Exercise goal
Only these lines are needed: the first line of the entries below through the line with "fn default() ->", each returned exactly.

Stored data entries
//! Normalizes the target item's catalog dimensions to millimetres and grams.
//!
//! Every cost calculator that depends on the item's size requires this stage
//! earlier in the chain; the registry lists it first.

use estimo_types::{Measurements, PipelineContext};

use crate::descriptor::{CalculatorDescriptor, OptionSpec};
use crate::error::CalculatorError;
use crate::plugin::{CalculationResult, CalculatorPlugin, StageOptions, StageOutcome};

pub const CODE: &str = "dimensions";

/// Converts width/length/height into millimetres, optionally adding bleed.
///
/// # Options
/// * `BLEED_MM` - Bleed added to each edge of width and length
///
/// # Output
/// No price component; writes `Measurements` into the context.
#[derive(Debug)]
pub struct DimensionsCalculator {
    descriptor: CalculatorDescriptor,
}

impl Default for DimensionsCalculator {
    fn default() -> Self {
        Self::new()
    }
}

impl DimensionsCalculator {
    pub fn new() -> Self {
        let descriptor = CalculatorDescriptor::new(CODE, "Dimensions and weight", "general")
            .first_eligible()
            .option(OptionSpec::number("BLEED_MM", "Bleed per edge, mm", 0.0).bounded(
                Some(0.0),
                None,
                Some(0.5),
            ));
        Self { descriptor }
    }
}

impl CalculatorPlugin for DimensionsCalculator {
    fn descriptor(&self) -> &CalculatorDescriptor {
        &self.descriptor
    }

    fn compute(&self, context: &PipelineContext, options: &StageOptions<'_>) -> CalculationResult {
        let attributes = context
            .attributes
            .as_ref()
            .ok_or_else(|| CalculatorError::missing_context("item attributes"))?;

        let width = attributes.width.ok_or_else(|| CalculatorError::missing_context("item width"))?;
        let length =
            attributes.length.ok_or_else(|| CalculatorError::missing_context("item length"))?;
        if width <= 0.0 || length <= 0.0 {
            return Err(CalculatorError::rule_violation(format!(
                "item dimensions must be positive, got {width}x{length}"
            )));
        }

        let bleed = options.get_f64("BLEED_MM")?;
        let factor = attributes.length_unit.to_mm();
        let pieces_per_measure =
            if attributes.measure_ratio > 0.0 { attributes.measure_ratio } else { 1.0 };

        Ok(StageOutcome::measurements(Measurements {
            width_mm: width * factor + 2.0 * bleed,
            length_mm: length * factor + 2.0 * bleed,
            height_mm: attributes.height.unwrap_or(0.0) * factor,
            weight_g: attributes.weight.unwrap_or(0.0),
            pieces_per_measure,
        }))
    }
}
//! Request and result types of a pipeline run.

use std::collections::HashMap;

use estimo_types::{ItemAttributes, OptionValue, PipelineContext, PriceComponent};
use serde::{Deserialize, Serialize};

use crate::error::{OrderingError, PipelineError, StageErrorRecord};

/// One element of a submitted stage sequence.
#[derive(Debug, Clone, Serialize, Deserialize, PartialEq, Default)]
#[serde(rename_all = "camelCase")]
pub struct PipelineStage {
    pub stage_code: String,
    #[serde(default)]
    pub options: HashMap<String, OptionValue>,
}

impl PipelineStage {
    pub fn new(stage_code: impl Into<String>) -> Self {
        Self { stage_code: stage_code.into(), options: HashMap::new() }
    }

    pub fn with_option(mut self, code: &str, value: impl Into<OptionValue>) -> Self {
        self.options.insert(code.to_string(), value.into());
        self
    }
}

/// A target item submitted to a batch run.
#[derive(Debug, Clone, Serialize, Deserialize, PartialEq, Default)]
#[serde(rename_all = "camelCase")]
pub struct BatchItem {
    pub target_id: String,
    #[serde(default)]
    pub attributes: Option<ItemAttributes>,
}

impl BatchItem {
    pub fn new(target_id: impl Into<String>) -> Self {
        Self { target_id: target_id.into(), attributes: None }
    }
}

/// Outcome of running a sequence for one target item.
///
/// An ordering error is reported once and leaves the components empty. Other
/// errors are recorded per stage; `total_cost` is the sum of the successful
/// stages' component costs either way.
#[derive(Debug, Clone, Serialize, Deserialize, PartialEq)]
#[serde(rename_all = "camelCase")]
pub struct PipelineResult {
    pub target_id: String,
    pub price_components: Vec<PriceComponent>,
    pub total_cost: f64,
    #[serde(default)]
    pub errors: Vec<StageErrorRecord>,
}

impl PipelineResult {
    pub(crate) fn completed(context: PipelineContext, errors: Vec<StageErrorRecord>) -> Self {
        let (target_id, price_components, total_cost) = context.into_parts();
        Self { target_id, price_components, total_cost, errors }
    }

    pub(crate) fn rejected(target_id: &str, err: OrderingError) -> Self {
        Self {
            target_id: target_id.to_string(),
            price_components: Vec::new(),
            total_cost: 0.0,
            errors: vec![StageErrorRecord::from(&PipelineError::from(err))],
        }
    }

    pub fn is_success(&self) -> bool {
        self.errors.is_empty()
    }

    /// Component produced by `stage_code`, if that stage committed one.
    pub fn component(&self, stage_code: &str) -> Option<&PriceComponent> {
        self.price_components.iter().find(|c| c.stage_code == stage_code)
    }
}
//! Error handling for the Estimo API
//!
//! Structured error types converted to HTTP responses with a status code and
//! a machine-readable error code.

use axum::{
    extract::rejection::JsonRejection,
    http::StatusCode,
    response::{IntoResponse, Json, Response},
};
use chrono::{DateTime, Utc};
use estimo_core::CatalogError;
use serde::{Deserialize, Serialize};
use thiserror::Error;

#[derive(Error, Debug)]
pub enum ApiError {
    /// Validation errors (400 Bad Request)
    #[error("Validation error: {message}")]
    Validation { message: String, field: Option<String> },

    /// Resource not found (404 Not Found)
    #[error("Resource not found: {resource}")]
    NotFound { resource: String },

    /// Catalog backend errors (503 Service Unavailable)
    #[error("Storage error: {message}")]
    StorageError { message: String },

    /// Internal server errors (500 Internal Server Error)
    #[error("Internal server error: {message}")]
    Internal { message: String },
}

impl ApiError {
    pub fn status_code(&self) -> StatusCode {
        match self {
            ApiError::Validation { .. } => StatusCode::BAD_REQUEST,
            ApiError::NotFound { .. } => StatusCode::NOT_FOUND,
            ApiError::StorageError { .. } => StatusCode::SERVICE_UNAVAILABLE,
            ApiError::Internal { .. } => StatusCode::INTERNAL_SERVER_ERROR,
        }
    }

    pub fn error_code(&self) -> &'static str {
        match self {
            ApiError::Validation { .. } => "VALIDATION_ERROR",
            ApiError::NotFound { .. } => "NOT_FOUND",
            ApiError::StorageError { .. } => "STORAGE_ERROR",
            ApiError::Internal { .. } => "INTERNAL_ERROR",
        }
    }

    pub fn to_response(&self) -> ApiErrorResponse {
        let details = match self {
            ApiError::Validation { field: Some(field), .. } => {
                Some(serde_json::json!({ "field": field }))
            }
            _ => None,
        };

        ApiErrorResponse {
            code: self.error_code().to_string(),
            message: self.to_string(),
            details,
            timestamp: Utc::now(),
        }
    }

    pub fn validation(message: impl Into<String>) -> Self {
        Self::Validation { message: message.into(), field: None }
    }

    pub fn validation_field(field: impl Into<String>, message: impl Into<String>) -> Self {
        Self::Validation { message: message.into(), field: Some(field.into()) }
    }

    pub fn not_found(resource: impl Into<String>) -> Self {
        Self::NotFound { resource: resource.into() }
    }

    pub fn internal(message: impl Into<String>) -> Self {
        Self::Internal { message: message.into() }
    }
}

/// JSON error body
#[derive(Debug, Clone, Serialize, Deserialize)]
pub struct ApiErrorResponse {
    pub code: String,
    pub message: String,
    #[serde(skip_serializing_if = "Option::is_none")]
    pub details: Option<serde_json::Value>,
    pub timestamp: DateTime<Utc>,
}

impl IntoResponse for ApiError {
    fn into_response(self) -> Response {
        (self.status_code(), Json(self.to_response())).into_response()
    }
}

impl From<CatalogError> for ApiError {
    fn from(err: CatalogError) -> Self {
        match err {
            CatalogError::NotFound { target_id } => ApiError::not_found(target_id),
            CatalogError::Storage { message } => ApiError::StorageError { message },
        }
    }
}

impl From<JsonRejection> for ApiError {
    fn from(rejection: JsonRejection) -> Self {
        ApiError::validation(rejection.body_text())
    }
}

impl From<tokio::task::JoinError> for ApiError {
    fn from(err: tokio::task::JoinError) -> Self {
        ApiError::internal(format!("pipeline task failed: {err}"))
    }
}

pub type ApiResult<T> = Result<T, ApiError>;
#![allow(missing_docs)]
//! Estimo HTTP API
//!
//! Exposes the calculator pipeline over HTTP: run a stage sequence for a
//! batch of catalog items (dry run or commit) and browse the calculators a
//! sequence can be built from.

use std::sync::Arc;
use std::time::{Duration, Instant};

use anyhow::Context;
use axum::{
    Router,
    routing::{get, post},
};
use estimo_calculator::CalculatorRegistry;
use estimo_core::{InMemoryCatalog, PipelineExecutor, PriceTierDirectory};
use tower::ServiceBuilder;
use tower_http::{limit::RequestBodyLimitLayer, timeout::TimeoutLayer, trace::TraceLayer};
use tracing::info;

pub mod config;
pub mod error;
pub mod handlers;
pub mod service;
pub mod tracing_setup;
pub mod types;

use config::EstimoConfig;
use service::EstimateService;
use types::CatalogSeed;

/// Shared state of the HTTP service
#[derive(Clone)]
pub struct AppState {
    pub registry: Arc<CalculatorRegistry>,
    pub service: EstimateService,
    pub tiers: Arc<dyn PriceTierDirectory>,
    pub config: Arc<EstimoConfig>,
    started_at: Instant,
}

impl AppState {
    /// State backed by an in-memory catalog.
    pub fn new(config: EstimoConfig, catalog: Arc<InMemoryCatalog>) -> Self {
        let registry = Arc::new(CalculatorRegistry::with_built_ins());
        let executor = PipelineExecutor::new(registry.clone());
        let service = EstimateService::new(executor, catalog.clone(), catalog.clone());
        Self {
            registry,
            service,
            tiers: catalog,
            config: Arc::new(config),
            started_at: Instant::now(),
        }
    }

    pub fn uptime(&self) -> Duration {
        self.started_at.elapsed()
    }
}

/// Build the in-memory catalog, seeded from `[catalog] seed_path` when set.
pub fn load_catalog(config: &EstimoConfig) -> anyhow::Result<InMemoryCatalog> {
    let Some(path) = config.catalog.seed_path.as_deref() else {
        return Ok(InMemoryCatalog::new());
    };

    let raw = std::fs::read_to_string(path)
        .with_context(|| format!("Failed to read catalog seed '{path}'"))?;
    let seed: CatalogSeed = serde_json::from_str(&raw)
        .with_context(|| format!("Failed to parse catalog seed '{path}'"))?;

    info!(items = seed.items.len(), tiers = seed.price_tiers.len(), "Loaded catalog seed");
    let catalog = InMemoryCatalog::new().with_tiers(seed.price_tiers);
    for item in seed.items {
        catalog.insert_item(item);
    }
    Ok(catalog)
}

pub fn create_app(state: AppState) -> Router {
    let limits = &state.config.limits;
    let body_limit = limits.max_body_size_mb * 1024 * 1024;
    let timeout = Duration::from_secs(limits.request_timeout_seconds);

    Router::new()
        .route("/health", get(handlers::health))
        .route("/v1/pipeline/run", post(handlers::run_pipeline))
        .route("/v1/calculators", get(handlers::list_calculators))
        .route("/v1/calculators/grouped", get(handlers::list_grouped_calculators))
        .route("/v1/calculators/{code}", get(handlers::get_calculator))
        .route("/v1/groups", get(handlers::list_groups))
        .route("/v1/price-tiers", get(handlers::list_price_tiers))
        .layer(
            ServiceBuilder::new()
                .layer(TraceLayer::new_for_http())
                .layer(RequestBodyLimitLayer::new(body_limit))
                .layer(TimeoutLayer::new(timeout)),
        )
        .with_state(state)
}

Answer section
//! Normalizes the target item's catalog dimensions to millimetres and grams.
//!
//! Every cost calculator that depends on the item's size requires this stage
//! earlier in the chain; the registry lists it first.

use estimo_types::{Measurements, PipelineContext};

use crate::descriptor::{CalculatorDescriptor, OptionSpec};
use crate::error::CalculatorError;
use crate::plugin::{CalculationResult, CalculatorPlugin, StageOptions, StageOutcome};

pub const CODE: &str = "dimensions";

/// Converts width/length/height into millimetres, optionally adding bleed.
///
/// # Options
/// * `BLEED_MM` - Bleed added to each edge of width and length
///
/// # Output
/// No price component; writes `Measurements` into the context.
#[derive(Debug)]
pub struct DimensionsCalculator {
    descriptor: CalculatorDescriptor,
}

impl Default for DimensionsCalculator {
    fn default() -> Self {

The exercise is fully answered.